-- Provided entries --
//! Presentation push socket: JSON lines, fire-and-forget.
//!
//! The booth UI connects here and receives every update the machine
//! emits. The broadcast channel decouples the control loop from slow or
//! absent presentation clients; a lagged receiver skips ahead rather than
//! applying backpressure to the loop.

use booth_core::{UiEmitter, UiMessage};
use tokio::io::AsyncWriteExt;
use tokio::net::{TcpListener, TcpStream};
use tokio::sync::broadcast;

/// Emitter that fans machine updates out to every presentation client.
pub struct BroadcastEmitter {
    tx: broadcast::Sender<String>,
}

impl BroadcastEmitter {
    pub fn new(tx: broadcast::Sender<String>) -> Self {
        Self { tx }
    }
}

impl UiEmitter for BroadcastEmitter {
    fn emit(&self, msg: UiMessage) {
        // No receivers is fine: the booth runs headless until the UI
        // attaches.
        let _ = self.tx.send(serde_json::to_string(&msg).unwrap());
    }
}

/// Accept presentation clients and stream updates to each of them.
pub async fn serve(listener: TcpListener, tx: broadcast::Sender<String>) {
    loop {
        match listener.accept().await {
            Ok((stream, addr)) => {
                eprintln!("[push] presentation client connected from {}", addr);
                tokio::spawn(forward(stream, tx.subscribe()));
            }
            Err(e) => {
                eprintln!("[push] accept failed: {}", e);
                tokio::time::sleep(std::time::Duration::from_millis(200)).await;
            }
        }
    }
}

async fn forward(mut stream: TcpStream, mut rx: broadcast::Receiver<String>) {
    loop {
        match rx.recv().await {
            Ok(msg) => {
                if stream.write_all(msg.as_bytes()).await.is_err() {
                    break;
                }
                if stream.write_all(b"\n").await.is_err() {
                    break;
                }
            }
            Err(broadcast::error::RecvError::Lagged(n)) => {
                // Client fell behind, skip missed messages and continue
                eprintln!("[push] presentation client lagged by {} messages", n);
            }
            Err(broadcast::error::RecvError::Closed) => break,
        }
    }
    eprintln!("[push] presentation client disconnected");
}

-- What you need to do --
Every entry above should be duplicated exactly.

-- Task response --
//! Presentation push socket: JSON lines, fire-and-forget.
//!
//! The booth UI connects here and receives every update the machine
//! emits. The broadcast channel decouples the control loop from slow or
//! absent presentation clients; a lagged receiver skips ahead rather than
//! applying backpressure to the loop.

use booth_core::{UiEmitter, UiMessage};
use tokio::io::AsyncWriteExt;
use tokio::net::{TcpListener, TcpStream};
use tokio::sync::broadcast;

/// Emitter that fans machine updates out to every presentation client.
pub struct BroadcastEmitter {
    tx: broadcast::Sender<String>,
}

impl BroadcastEmitter {
    pub fn new(tx: broadcast::Sender<String>) -> Self {
        Self { tx }
    }
}

impl UiEmitter for BroadcastEmitter {
    fn emit(&self, msg: UiMessage) {
        // No receivers is fine: the booth runs headless until the UI
        // attaches.
        let _ = self.tx.send(serde_json::to_string(&msg).unwrap());
    }
}

/// Accept presentation clients and stream updates to each of them.
pub async fn serve(listener: TcpListener, tx: broadcast::Sender<String>) {
    loop {
        match listener.accept().await {
            Ok((stream, addr)) => {
                eprintln!("[push] presentation client connected from {}", addr);
                tokio::spawn(forward(stream, tx.subscribe()));
            }
            Err(e) => {
                eprintln!("[push] accept failed: {}", e);
                tokio::time::sleep(std::time::Duration::from_millis(200)).await;
            }
        }
    }
}

async fn forward(mut stream: TcpStream, mut rx: broadcast::Receiver<String>) {
    loop {
        match rx.recv().await {
            Ok(msg) => {
                if stream.write_all(msg.as_bytes()).await.is_err() {
                    break;
                }
                if stream.write_all(b"\n").await.is_err() {
                    break;
                }
            }
            Err(broadcast::error::RecvError::Lagged(n)) => {
                // Client fell behind, skip missed messages and continue
                eprintln!("[push] presentation client lagged by {} messages", n);
            }
            Err(broadcast::error::RecvError::Closed) => break,
        }
    }
    eprintln!("[push] presentation client disconnected");
}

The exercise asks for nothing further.